“To ‘trace Christians’ in a ‘global late antiquity’ is to grapple with how the global has too long been framed in Christian terms anyway,” notes Annette Yoshiko Reed in her contribution to this roundtable. Her observation is a response to the title of the conference Tracing Christians in Global Late Antiquity, an event held remotely from May 30 – June 2, 2021. This conference was supported by a wide coalition of people and organizations, including the emerging Global Late Antiquity Society.
Ancient Jew Review is pleased to feature the remarks from the opening roundtable, “Method, Ethics, and Historiography in the Study of Late Antique Christianity.” Led by these discussants, conference participants watched late ancient religion overflow out of a chronologically set Mediterranean basin into early modern imperialism, into the definition of “religion,” and into twenty-first-century politics. They tackled the patterns of ethical failings which formed the study of late ancient Christianity, and how tenaciously those patterns continue to hold sway over not only our academic discipline but our world, from “what religion is,” to pop culture, to political unrest. Our knowledge is partial because our discipline’s ethical failings have so constrained what we wish to know and how and from whom. These discussants wrestled mightily with such questions.
Alex Leewon Schultz, a PhD candidate in Classics at Harvard University, initiated and chaired the roundtable. In her work on ancient libraries, she debunks and complexifies myths about who “owns” and stewards knowledge in antiquity and today. “How do we want to explain historical change and causation?” she asks, challenging us to resist seeing ourselves as inheritors of a masculinist, Eurocentric chain of knowledge and a method of explanation that naturalizes our present. Ethics are in large part a phenomenon of desire, and Schultz impels us to want something different.

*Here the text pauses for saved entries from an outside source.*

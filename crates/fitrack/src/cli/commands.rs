//! # CLI Dispatch
//!
//! 1. **Argument Parsing**: clap turns shell arguments into [`Commands`]
//! 2. **Logging**: `tracing-subscriber` writes to stderr (`warn` by default,
//!    `debug` with `-v`, `RUST_LOG` overrides both)
//! 3. **Context Setup**: resolve the data directory, load config, open the store
//! 4. **Gating**: admin commands check the placeholder credential, user
//!    commands check that the user exists
//! 5. **Dispatch + Rendering**: call the API and print tables/messages
//!
//! Each handler returns `Result`; `main` turns errors into a message and exit code 1.

use super::auth::check_admin;
use super::render::{self, print_info, print_success, print_warning};
use super::setup::{AdminCommands, Cli, Commands, UserCommands};
use chrono::{Local, NaiveDate};
use clap::Parser;
use clapfig::{Clapfig, ConfigAction, SearchPath};
use fitrackapp::config::{FitrackConfig, APP_NAME, CONFIG_FILE};
use fitrackapp::error::{FitrackError, Result};
use fitrackapp::init::{initialize, FitrackContext};
use fitrackapp::model::{NewLog, NewUser, RecordId};
use std::fs;
use tracing::debug;
use tracing_subscriber::EnvFilter;

pub fn run() -> Result<()> {
    let cli = Cli::parse();
    init_logging(cli.verbose);

    let mut ctx = initialize(cli.data.clone())?;
    debug!(data_dir = %ctx.data_dir.display(), "fitrack starting");

    match cli.command {
        Commands::Register {
            name,
            age,
            height,
            weight,
            contact,
        } => handle_register(
            &mut ctx,
            NewUser {
                name,
                age,
                height,
                weight,
                contact,
            },
        ),
        Commands::Login { user_id } => handle_login(&ctx, user_id),
        Commands::User { user_id, action } => handle_user(&mut ctx, user_id, action),
        Commands::Admin {
            admin_id,
            password,
            action,
        } => {
            check_admin(&admin_id, &password)?;
            handle_admin(&mut ctx, action)
        }
        Commands::Init => handle_init(&mut ctx),
        Commands::Doctor => handle_doctor(&ctx),
        Commands::Config { key, value } => handle_config(&ctx, key, value),
    }
}

fn init_logging(verbose: bool) {
    let default_level = if verbose { "debug" } else { "warn" };
    let filter =
        EnvFilter::try_from_default_env().unwrap_or_else(|_| EnvFilter::new(default_level));
    // A subscriber may already be installed (e.g. in tests); keep it
    let _ = tracing_subscriber::fmt()
        .with_env_filter(filter)
        .with_writer(std::io::stderr)
        .with_target(false)
        .try_init();
}

fn handle_register(ctx: &mut FitrackContext, input: NewUser) -> Result<()> {
    let user = ctx.api.register_user(input)?;
    print_success(&format!(
        "Registration successful! Your User ID is {}",
        user.user_id
    ));
    Ok(())
}

fn handle_login(ctx: &FitrackContext, user_id: RecordId) -> Result<()> {
    let user = ctx.api.find_user(user_id)?;
    print_success(&format!("Welcome {}", user.name));
    Ok(())
}

fn handle_user(ctx: &mut FitrackContext, user_id: RecordId, action: UserCommands) -> Result<()> {
    // Every user command runs inside that user's session
    ctx.api.find_user(user_id)?;

    match action {
        UserCommands::Plans => handle_plans(ctx),
        UserCommands::Log {
            steps,
            burned,
            consumed,
            minutes,
            date,
        } => {
            let input = NewLog {
                user_id,
                steps,
                calories_burned: burned,
                calories_consumed: consumed,
                exercise_time: minutes,
                date: date.unwrap_or_else(today),
            };
            let log = ctx.api.append_log(input)?;
            debug!(log_id = log.log_id, "activity logged");
            print_success("Activity logged successfully");
            Ok(())
        }
        UserCommands::UpdateProfile { height, weight } => {
            ctx.api.update_profile(user_id, height, weight)?;
            print_success("Profile updated successfully");
            Ok(())
        }
        UserCommands::Progress => handle_progress(ctx, user_id),
    }
}

fn handle_admin(ctx: &mut FitrackContext, action: AdminCommands) -> Result<()> {
    match action {
        AdminCommands::AddPlan {
            plan_type,
            description,
        } => {
            let plan = ctx.api.add_plan(plan_type, description)?;
            print_success(&format!("Plan added successfully (ID {})", plan.plan_id));
            Ok(())
        }
        AdminCommands::Plans => handle_plans(ctx),
        AdminCommands::Users => {
            let users = ctx.api.list_users()?;
            if users.is_empty() {
                print_info("No users found");
            } else {
                print!("{}", render::users_table(&users));
            }
            Ok(())
        }
        AdminCommands::Logs { user } => {
            let logs = match user {
                Some(uid) => ctx.api.list_logs_for_user(uid)?,
                None => ctx.api.list_logs()?,
            };
            if logs.is_empty() {
                print_info("No logs found");
            } else {
                print!("{}", render::logs_table(&logs));
            }
            Ok(())
        }
        AdminCommands::Report => match ctx.api.report() {
            Ok(report) => {
                print!(
                    "{}",
                    render::health_report(&report, ctx.config.report_precision)
                );
                Ok(())
            }
            Err(FitrackError::EmptyInput) => {
                print_info("No logs found");
                Ok(())
            }
            Err(e) => Err(e),
        },
    }
}

fn handle_plans(ctx: &FitrackContext) -> Result<()> {
    let plans = ctx.api.list_plans()?;
    if plans.is_empty() {
        print_info("No plans found");
    } else {
        print!("{}", render::plans_table(&plans));
    }
    Ok(())
}

fn handle_progress(ctx: &FitrackContext, user_id: RecordId) -> Result<()> {
    match ctx.api.progress(user_id) {
        Ok((logs, summary)) => {
            print!("{}", render::logs_table(&logs));
            println!();
            print!(
                "{}",
                render::progress_summary(&summary, ctx.config.report_precision)
            );
            Ok(())
        }
        Err(FitrackError::EmptyInput) => {
            print_info("No logs found");
            Ok(())
        }
        Err(e) => Err(e),
    }
}

fn handle_init(ctx: &mut FitrackContext) -> Result<()> {
    let created = ctx.api.init()?;
    if created.is_empty() {
        print_info(&format!(
            "Data directory already initialized: {}",
            ctx.data_dir.display()
        ));
    } else {
        for collection in created {
            print_success(&format!(
                "Created {}",
                ctx.api.location(collection).display()
            ));
        }
    }
    Ok(())
}

fn handle_doctor(ctx: &FitrackContext) -> Result<()> {
    let report = ctx.api.doctor()?;
    print!("{}", render::doctor_report(&report));
    if report.is_healthy() {
        print_success("No problems found");
    } else {
        print_warning("Problems found (nothing was changed)");
    }
    Ok(())
}

/// `fitrack config`, handled by clapfig against `fitrack.toml` in the data directory.
fn handle_config(ctx: &FitrackContext, key: Option<String>, value: Option<String>) -> Result<()> {
    let action = match (key, value) {
        (None, _) => return show_config(&ctx.config),
        (Some(key), None) => ConfigAction::Get { key, scope: None },
        (Some(key), Some(value)) => {
            ensure_known_key(&key)?;
            fs::create_dir_all(&ctx.data_dir).map_err(|e| FitrackError::Config(e.to_string()))?;
            ConfigAction::Set { key, value, scope: None }
        }
    };

    let result = Clapfig::builder::<FitrackConfig>()
        .app_name(APP_NAME)
        .file_name(CONFIG_FILE)
        .search_paths(vec![SearchPath::Path(ctx.data_dir.clone())])
        .no_env()
        .strict(false)
        .handle(&action)
        .map_err(|e| FitrackError::Config(e.to_string()))?;
    println!("{result}");
    Ok(())
}

fn config_table(config: &FitrackConfig) -> Result<toml::Table> {
    match toml::Value::try_from(config) {
        Ok(toml::Value::Table(table)) => Ok(table),
        Ok(_) => Err(FitrackError::Config("config is not a table".to_string())),
        Err(e) => Err(FitrackError::Config(e.to_string())),
    }
}

fn show_config(config: &FitrackConfig) -> Result<()> {
    for (k, v) in &config_table(config)? {
        println!("{} = {}", k, v);
    }
    Ok(())
}

// Reject keys before anything is written to the data directory
fn ensure_known_key(key: &str) -> Result<()> {
    let table = config_table(&FitrackConfig::default())?;
    if table.contains_key(key) {
        return Ok(());
    }
    let known: Vec<&str> = table.keys().map(String::as_str).collect();
    Err(FitrackError::Config(format!(
        "Unknown config key: {} (expected one of: {})",
        key,
        known.join(", ")
    )))
}

fn today() -> NaiveDate {
    Local::now().date_naive()
}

Annette Yoshiko Reed also urges historians to attend to the risks of generalization and the opportunities of particularization. She notes that Christian sources like Augustine are seen as representative of late antique religion, while Jewish sources like the Mishnah and the Talmud are seen as particular and idiosyncratic. These tendencies manifest in the discipline of religion itself, categorizing practices within the scope of “religion” if they seem sufficiently analogous to certain kinds of Christianity. Reed’s response helpfully troubled the frame of the conference as a whole.
David Maldonado Rivera describes himself as “a historian of late antiquity trying to parse the elsewhere of the refulgence of these pasts.” He traces the legacies of colonization by both Spain and the U. S. in Puerto Rico, where in 1908 the U. S. Supreme Court issued a ruling about Catholic properties in Puerto Rico based on precedent from Constantine and Justinian. When I think of Maldonado Rivera’s project in reception history, I resort to words like “haunting” and “echo,” but this would elide the strength of his intervention – before corporations were legally people in the U. S., the Catholic Church was, with radically material effects. This too is the study of late antiquity.
Ekaputra Tupamahu reads with a hermeneutic of resistance to decenter the “evangelistic-expansionist” explanation of the glossolalia in I1 Corinthians 14 that has dominated exegesis since Theodoret of Cyrrhus in the fifth century C. E. Under this rubric, Theodoret and his successors claimed that the gift of glossolalia (speaking in tongues) was for the divine purpose of Christian expansion, a logic which aligned well with imperial projects in both antiquity and modernity. In their anxiety to identify an orderly logic for a potentially chaotic practice, these interpreters aligned themselves with Paul’s own project of legislating social order. Tupamahu asks what happens when interpreters change their “interpretative allegiance” from Paul to the tongue(s) speakers of Corinth, learning from decolonial scholars who have examined instances of linguistic violence wrought around the world.
Young Richard Kim spoke to us from his home discipline of classics, assessing how it has been weaponized in contemporary political groups in the U. S. and Europe, as well as sharing examples of how parts sectors of the discipline have responded through coalition-building and public-facing work. When allied with partners outside the academy, he asks, can our antiquity-oriented fields adequately reckon with their legacies in the present?